Threat researchers uncovered seven new Spectre and Meltdown-type attacks that affect Intel, AMD, and Arm CPUs to varying degrees. These include two new Meltdown variants and five new Spectre variants, according to a research paper.
The research team, which includes some of the original researchers who discovered the Spectre and Meltdown flaws back in January, evaluated all seven attacks and found “we can still mount transient execution attacks that are supposed to be mitigated by rolled out patches.” These types of attacks could allow hackers to steal sensitive data that is supposed to be secured in protected areas.
Intel says not to worry and that the earlier patches it issued address these new security flaws as well as the older hardware bugs.
“The vulnerabilities documented in this paper can be fully addressed by applying existing mitigation techniques for Spectre and Meltdown, including those previously documented here, and elsewhere by other chipmakers,” according to an emailed statement. “Protecting customers continues to be a critical priority for us and we are thankful to the teams at Graz University of Technology, imec-DistriNet, KU Leuven, and the College of William and Mary for their ongoing research.”
Arm and AMD spokespeople emailed similar statements to SDxCentral. Arm said: “The recent Spectre and Meltdown vulnerabilities identified by academic researchers can be addressed by applying existing mitigations as described previously in Arm’s white paper found here.”
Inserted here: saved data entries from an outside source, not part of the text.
//! Latitude/longitude region tables for the globe generator.
//!
//! A [`RegionTable`] is plain data: an ordered list of boxes, each carrying
//! the color, keep probability and scatter applied to globe samples falling
//! inside it. The first region whose box contains a coordinate wins; samples
//! outside every box fall back to the table's default region. Tables
//! (de)serialize with serde so alternative tables can be loaded from JSON.

use drift_core::error::EngineError;
use drift_core::Srgb;
use serde::{Deserialize, Serialize};

/// An open latitude/longitude box in degrees. Bounds are exclusive.
#[derive(Debug, Clone, Copy, PartialEq, Serialize, Deserialize)]
pub struct LatLonBox {
    pub lat_min: f64,
    pub lat_max: f64,
    pub lon_min: f64,
    pub lon_max: f64,
}

impl LatLonBox {
    pub const fn new(lat_min: f64, lat_max: f64, lon_min: f64, lon_max: f64) -> Self {
        Self {
            lat_min,
            lat_max,
            lon_min,
            lon_max,
        }
    }

    /// Strict containment: points on the border are outside.
    pub fn contains(&self, lat: f64, lon: f64) -> bool {
        lat > self.lat_min && lat < self.lat_max && lon > self.lon_min && lon < self.lon_max
    }
}

/// Styling of globe samples inside one box.
#[derive(Debug, Clone, PartialEq, Serialize, Deserialize)]
pub struct Region {
    pub name: String,
    /// `None` only for a table's default region.
    #[serde(default)]
    pub bounds: Option<LatLonBox>,
    pub color: Srgb,
    /// Probability in [0, 1] that a sample in this region is kept.
    pub keep: f64,
    /// Full width of the uniform per-axis offset added to kept samples.
    pub scatter: f64,
}

impl Region {
    fn boxed(name: &str, bounds: LatLonBox, color: &str, keep: f64, scatter: f64) -> Self {
        Self {
            name: name.to_string(),
            bounds: Some(bounds),
            color: Srgb::from_hex(color).unwrap_or(Srgb::WHITE),
            keep,
            scatter,
        }
    }
}

/// Ordered regions with a fallback.
#[derive(Debug, Clone, PartialEq, Serialize, Deserialize)]
pub struct RegionTable {
    regions: Vec<Region>,
    default: Region,
}

impl RegionTable {
    /// Builds a table, checking that every keep probability is in [0, 1],
    /// every scatter is non-negative and every non-default region has bounds.
    pub fn new(regions: Vec<Region>, default: Region) -> Result<Self, EngineError> {
        for r in regions.iter().chain(std::iter::once(&default)) {
            if !(0.0..=1.0).contains(&r.keep) {
                return Err(EngineError::InvalidConfig(format!(
                    "region '{}': keep {} outside [0, 1]",
                    r.name, r.keep
                )));
            }
            if r.scatter.is_nan() || r.scatter < 0.0 {
                return Err(EngineError::InvalidConfig(format!(
                    "region '{}': scatter {} is negative",
                    r.name, r.scatter
                )));
            }
        }
        if let Some(r) = regions.iter().find(|r| r.bounds.is_none()) {
            return Err(EngineError::InvalidConfig(format!(
                "region '{}' has no bounds",
                r.name
            )));
        }
        Ok(Self { regions, default })
    }

    /// Parses and validates a table from JSON.
    pub fn from_json(json: &str) -> Result<Self, EngineError> {
        let table: RegionTable =
            serde_json::from_str(json).map_err(|e| EngineError::InvalidConfig(e.to_string()))?;
        Self::new(table.regions, table.default)
    }

    /// A table with no regions: everything gets `default`.
    pub fn uniform(default: Region) -> Self {
        Self {
            regions: Vec::new(),
            default,
        }
    }

    /// The abuse-reporting visibility map: ten regions shaded on a dark-red
    /// to white ramp, brightest where reporting is most complete.
    ///
    /// The conflict box sits inside several larger ones and takes precedence;
    /// the rest follow from most to least visible.
    pub fn visibility() -> Self {
        let regions = vec![
            Region::boxed(
                "Conflict & Failed States",
                LatLonBox::new(29.0, 38.0, 60.0, 72.0),
                "#2b0505",
                0.3,
                0.60,
            ),
            Region::boxed(
                "Northern & Western Europe",
                LatLonBox::new(48.0, 70.0, -10.0, 30.0),
                "#ffffff",
                1.0,
                0.01,
            ),
            Region::boxed(
                "North America",
                LatLonBox::new(25.0, 50.0, -125.0, -65.0),
                "#ffb3b3",
                0.95,
                0.02,
            ),
            Region::boxed(
                "Southern & Eastern Europe",
                LatLonBox::new(35.0, 48.0, 10.0, 40.0),
                "#ff8080",
                0.9,
                0.04,
            ),
            Region::boxed(
                "East Asia",
                LatLonBox::new(20.0, 50.0, 100.0, 145.0),
                "#ff4d4d",
                0.85,
                0.06,
            ),
            Region::boxed(
                "Latin America & Caribbean",
                LatLonBox::new(-55.0, 30.0, -120.0, -35.0),
                "#d62222",
                0.75,
                0.10,
            ),
            Region::boxed(
                "Southeast Asia",
                LatLonBox::new(-10.0, 25.0, 95.0, 150.0),
                "#b31b1b",
                0.65,
                0.15,
            ),
            Region::boxed(
                "South Asia",
                LatLonBox::new(5.0, 35.0, 60.0, 95.0),
                "#8f1515",
                0.6,
                0.20,
            ),
            Region::boxed(
                "Middle East & North Africa",
                LatLonBox::new(12.0, 40.0, -15.0, 65.0),
                "#6b1010",
                0.5,
                0.30,
            ),
            Region::boxed(
                "Sub-Saharan Africa",
                LatLonBox::new(-35.0, 15.0, -20.0, 55.0),
                "#4a0a0a",
                0.4,
                0.40,
            ),
        ];
        let default = Region {
            name: "Rest of World".to_string(),
            bounds: None,
            color: Srgb::from_hex("#111111").unwrap_or(Srgb::BLACK),
            keep: 0.2,
            scatter: 0.05,
        };
        Self { regions, default }
    }

    /// The region governing `(lat, lon)`: first containing box, else default.
    pub fn lookup(&self, lat: f64, lon: f64) -> &Region {
        self.find(lat, lon).unwrap_or(&self.default)
    }

    /// The first bounded region containing `(lat, lon)`, if any.
    pub fn find(&self, lat: f64, lon: f64) -> Option<&Region> {
        self.regions
            .iter()
            .find(|r| r.bounds.is_some_and(|b| b.contains(lat, lon)))
    }

    pub fn regions(&self) -> &[Region] {
        &self.regions
    }

    pub fn default_region(&self) -> &Region {
        &self.default
    }
}

impl Default for RegionTable {
    fn default() -> Self {
        Self::visibility()
    }
}

#[cfg(test)]
mod tests {
    use super::*;

    #[test]
    fn box_bounds_are_exclusive() {
        let b = LatLonBox::new(0.0, 10.0, 0.0, 10.0);
        assert!(b.contains(5.0, 5.0));
        assert!(!b.contains(0.0, 5.0));
        assert!(!b.contains(5.0, 10.0));
    }

    #[test]
    fn visibility_has_ten_regions_and_dim_default() {
        let table = RegionTable::visibility();
        assert_eq!(table.regions().len(), 10);
        assert_eq!(table.default_region().keep, 0.2);
        assert_eq!(table.default_region().color.to_hex(), "#111111");
    }

    #[test]
    fn conflict_box_overrides_south_asia_and_mena() {
        let table = RegionTable::visibility();
        // Kabul sits in the South Asia, MENA and conflict boxes.
        let r = table.lookup(34.5, 69.2);
        assert_eq!(r.name, "Conflict & Failed States");
        assert_eq!(r.keep, 0.3);
        assert_eq!(r.scatter, 0.60);
    }

    #[test]
    fn earlier_regions_win_overlaps() {
        let table = RegionTable::visibility();
        // Inside both North America and Latin America boxes.
        assert_eq!(table.lookup(27.0, -100.0).name, "North America");
        // Inside both Southern Europe and MENA boxes.
        assert_eq!(table.lookup(38.0, 23.0).name, "Southern & Eastern Europe");
    }

    #[test]
    fn open_ocean_falls_back_to_default() {
        let table = RegionTable::visibility();
        assert!(table.find(-60.0, -150.0).is_none());
        assert_eq!(table.lookup(-60.0, -150.0).name, "Rest of World");
    }

    #[test]
    fn border_coordinates_fall_through() {
        let table = RegionTable::visibility();
        // lat 48 is the exclusive edge of both European boxes.
        assert_eq!(table.lookup(48.0, 15.0).name, "Rest of World");
    }

    #[test]
    fn new_rejects_bad_probabilities() {
        let default = RegionTable::visibility().default_region().clone();
        let mut bad = default.clone();
        bad.bounds = Some(LatLonBox::new(0.0, 1.0, 0.0, 1.0));
        bad.keep = 1.5;
        assert!(RegionTable::new(vec![bad], default.clone()).is_err());

        let mut unbounded = default.clone();
        unbounded.keep = 0.5;
        assert!(RegionTable::new(vec![unbounded], default).is_err());
    }

    #[test]
    fn json_round_trip_preserves_table() {
        let table = RegionTable::visibility();
        let json = serde_json::to_string(&table).unwrap();
        let restored = RegionTable::from_json(&json).unwrap();
        assert_eq!(restored, table);
    }

    #[test]
    fn from_json_reports_malformed_input() {
        assert!(matches!(
            RegionTable::from_json("{\"regions\": 3}"),
            Err(EngineError::InvalidConfig(_))
        ));
    }

    #[test]
    fn uniform_table_uses_default_everywhere() {
        let default = RegionTable::visibility().default_region().clone();
        let table = RegionTable::uniform(default);
        assert_eq!(table.lookup(51.5, 0.0).name, "Rest of World");
    }
}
“AMD is aware of the latest research published claiming new speculative execution attacks,” a spokesperson said. “AMD believes it is not vulnerable to some of these attacks because of our hardware paging architecture protections and, for those that are not solved by paging architecture protections, the mitigation is to implement our existing recommendations.”
And Chandler Carruth, a software engineer at Google, weighed in on Twitter with a tweet that supported the chip makers responses: “This uncovers suspected and expected weaknesses that have been considered & mitigated where needed. Do not panic. =]”
It shouldn’t be to surprising that researchers uncovered these new Spectre and Meltdown variants. Several subsequent similar bugs have spawned since the original discovery in January. As late as August Intel disclosed new Spectre-like vulnerabilities named Foreshadow, but said that like the earlier chip flaws they hadn’t seen a Foreshadow attack in the wild.
Shortly after Intel disclosed Foreshadow, Greg Kroah-Hartman, a fellow at the Linux Foundation, said he expects more of these types of hardware flaws will be found. Because of this, it’s critical for developers and the open source community to constantly download the latest updates and patches, he said at the Open Source Summit in August. “The kernel can only do so much,” Kroah-Hartman said. “Some things can only be fixed with Microcode.”